Friday, August 08, 2008

A Walk Up Vinton

I've driven through the area many times, but until a recent Saturday I had never set foot within the Vinton Street Business District!



This is one area I've wanted to explore, so, why not? :)

Vinton Street is one of those streets which doesn't always appear on the same part of the map, depending on what part of the city you're in.

(And a preposition is a great word to end a sentence with.)
(And a conjunction is a great word to begin a sentence with!)
(And good grammar has went!)
:)

Vinton Street cuts a serpentine path south-westward between 13th. Street and 24th. Street, and it's on this swatch that the Vinton Street Business District resides.



The actual business district begins abruptly just east of the intersection with 16th. Street and kind of fizzles out around 20th.
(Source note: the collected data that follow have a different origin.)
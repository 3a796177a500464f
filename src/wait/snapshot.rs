// SPDX-License-Identifier: MIT

//! Point-in-time view of a remote resource

use serde::Serialize;
use serde_json::Value;

use super::condition::{self, CompiledConditions, Evaluation, FieldPath};

/// Immutable JSON tree captured from one fetch
#[derive(Debug, Clone, PartialEq)]
pub struct ResourceSnapshot {
    document: Value,
}

impl ResourceSnapshot {
    /// Serialize a fetched resource into a snapshot
    pub fn capture<R: Serialize + ?Sized>(resource: &R) -> Result<Self, serde_json::Error> {
        Ok(Self {
            document: serde_json::to_value(resource)?,
        })
    }

    pub fn from_value(document: Value) -> Self {
        Self { document }
    }

    /// Resolve a parsed path against the snapshot
    pub fn query(&self, path: &FieldPath) -> Option<&Value> {
        path.resolve(&self.document)
    }

    /// Resolve a path given as text (e.g., "status.phase"). Unparseable paths resolve to nothing.
    pub fn get_path(&self, path: &str) -> Option<&Value> {
        let parsed = condition::parse_path(path).ok()?;
        parsed.resolve(&self.document)
    }

    pub fn evaluate(&self, conditions: &CompiledConditions) -> Evaluation {
        conditions.evaluate(&self.document)
    }

    pub fn as_value(&self) -> &Value {
        &self.document
    }

    pub fn into_value(self) -> Value {
        self.document
    }
}

impl From<Value> for ResourceSnapshot {
    fn from(document: Value) -> Self {
        Self::from_value(document)
    }
}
Street or so.

Some will tell you that the Vinton Street Business District is part of the area known as Sheelytown, and others will tell you that the "real" Sheelytown lies to the west and south of this area. In any case, Sheelytown is/was a historically Polish-Irish community which housed many packing house employees in the heyday of the South Omaha meatpacking industry surrounding the Union Stockyards.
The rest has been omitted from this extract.